By John Revill
LUCERNE, Switzerland, May 19 (Reuters) - Financial market uncertainty is currently "very high", which is "poison" for economic growth, Swiss National Bank chairman Martin Schlegel said on Monday.
Speaking in the central city of Lucerne, Schlegel said the outlook for Swiss inflation was very unclear and reiterated that the central bank could not rule out moving its benchmark interest rate back into negative territory.
Noting that negative rates were an extraordinary measure, Schlegel said they had nevertheless had the desired effect when the SNB last used them. The central bank put negative interest rates in place from December 2014 to September 2022.

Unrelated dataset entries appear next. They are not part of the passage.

use super::*;
use proptest::prelude::*;
use std::collections::BTreeSet;

// Property: every Unicode scalar value belongs to some script
proptest! {
    #[test]
    fn prop_every_char_has_a_script(c in any::<char>()) {
        let data = UnicodeData::new();
        prop_assert!(data.script_name(c as u32).is_some());
    }
}

// Property: script counts add up to the number of distinct codepoints counted
proptest! {
    #[test]
    fn prop_script_counts_sum_to_input(s in "\\PC*") {
        let data = UnicodeData::new();
        let codepoints: BTreeSet<u32> = s.chars().map(u32::from).collect();
        let total: usize = data.count_scripts(&codepoints).values().sum();
        prop_assert_eq!(total, codepoints.len());
    }
}

// Property: names, when present, are upper-case ASCII
proptest! {
    #[test]
    fn prop_names_are_uppercase_ascii(c in any::<char>()) {
        let data = UnicodeData::new();
        if let Some(name) = data.char_name(c) {
            let allowed =
                |ch: char| ch.is_ascii_uppercase() || ch.is_ascii_digit() || " -".contains(ch);
            prop_assert!(name.chars().all(allowed));
        }
    }
}
//! Error types for fontdelta

use std::path::PathBuf;

use thiserror::Error;

pub type Result<T> = std::result::Result<T, DiffError>;

/// Main error type for fontdelta
#[derive(Debug, Error)]
pub enum DiffError {
    #[error("Font loading failed: {0}")]
    FontLoad(#[from] FontLoadError),

    #[error("Shaping failed: {0}")]
    ShapingFailed(#[from] ShapingError),

    #[error("Rendering failed: {0}")]
    RenderingFailed(#[from] RenderError),

    #[error("Word list error: {0}")]
    Wordlist(#[from] WordlistError),

    #[error("Corpus error: {0}")]
    Corpus(#[from] CorpusError),

    #[error("Configuration error: {0}")]
    ConfigError(String),

    #[error("IO error: {0}")]
    Io(#[from] std::io::Error),
}

impl DiffError {
    /// True when the shaping or rendering backend gave up
    ///
    /// These failures are fatal for the font pair being compared but should
    /// not take down the rest of a batch.
    pub fn is_backend_failure(&self) -> bool {
        matches!(
            self,
            DiffError::ShapingFailed(_) | DiffError::RenderingFailed(_)
        )
    }
}

/// Font loading errors
#[derive(Debug, Error)]
pub enum FontLoadError {
    #[error("Font file not found: {0}")]
    FileNotFound(String),

    #[error("Invalid font data")]
    InvalidData,

    #[error("Invalid variation coordinates: {0}")]
    InvalidCoordinates(String),
}

/// Shaping errors
#[derive(Debug, Error)]
pub enum ShapingError {
    #[error("Font data could not be parsed for shaping")]
    InvalidFont,
}

/// Rendering errors
#[derive(Debug, Error)]
pub enum RenderError {
    #[error("Font data could not be parsed for rendering")]
    InvalidFont,

    #[error("Glyph {0} not found")]
    GlyphNotFound(u32),

    #[error("Outline extraction failed for glyph {0}")]
    OutlineExtractionFailed(u32),

    #[error("Path building failed")]
    PathBuildingFailed,

    #[error("Pixmap creation failed for {width}x{height}")]
    PixmapCreationFailed { width: u32, height: u32 },

    #[error("Invalid dimensions: {width}x{height}")]
    InvalidDimensions { width: u32, height: u32 },

    #[error("Backend error: {0}")]
    BackendError(String),
}

/// Word list loading errors
///
/// A script without a word list is routine and callers skip it; a word list
/// that exists but cannot be read is not.
#[derive(Debug, Error)]
pub enum WordlistError {
    #[error("No word list for script {script} at {}", .path.display())]
    NotFound { script: String, path: PathBuf },

    #[error("Word list {} could not be parsed: {source}", .path.display())]
    Parse {
        path: PathBuf,
        #[source]
        source: std::io::Error,
    },
}

/// Corpus building errors
#[derive(Debug, Error)]
pub enum CorpusError {
    #[error("Text source {} could not be read: {source}", .path.display())]
    SourceUnreadable {
        path: PathBuf,
        #[source]
        source: std::io::Error,
    },

    #[error("Substring matcher could not be built: {0}")]
    Matcher(String),
}

#[cfg(test)]
mod tests {
    use super::*;

    #[test]
    fn test_backend_failure_kinds() {
        let shaping: DiffError = ShapingError::InvalidFont.into();
        let rendering: DiffError = RenderError::GlyphNotFound(3).into();
        let wordlist: DiffError = WordlistError::NotFound {
            script: "Latin".into(),
            path: PathBuf::from("Latin.txt"),
        }
        .into();

        assert!(shaping.is_backend_failure());
        assert!(rendering.is_backend_failure());
        assert!(!wordlist.is_backend_failure());
    }

    #[test]
    fn test_error_messages_name_the_path() {
        let err = WordlistError::NotFound {
            script: "Greek".into(),
            path: PathBuf::from("lists/Greek.txt"),
        };
        assert_eq!(
            err.to_string(),
            "No word list for script Greek at lists/Greek.txt"
        );
    }
}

Schlegel also noted appetite for the safe haven Swiss franc tended to increase during times of high uncertainty, in a nod to its appreciation since U.S. President Donald Trump unleashed a raft of tariffs on U.S. trade partners last month.
"The uncertainty is currently enormous," Schlegel said. "You can see this on the dollar-franc exchange rate and also the euro-franc exchange rate. The Swiss franc is a safe haven and investors are seeking a safe haven in stormy times."
The central bank chief also reiterated that Switzerland is not a currency manipulator, and that the SNB had only intervened in markets to prevent the overvaluation of the franc, and not gain a competitive advantage for the country.
Schlegel said last week there was a sound grasp of Switzerland's position on the franc among technical experts in the United States, which branded Switzerland a currency manipulator in President Donald Trump's first administration.
Schlegel said the dollar was the backbone of global financial markets and that U.S. treasury bills were highly liquid, so they would remain a draw for investors.
"There's no current or foreseeable alternative to U.S. treasuries," he said. "There is no alternative to this market."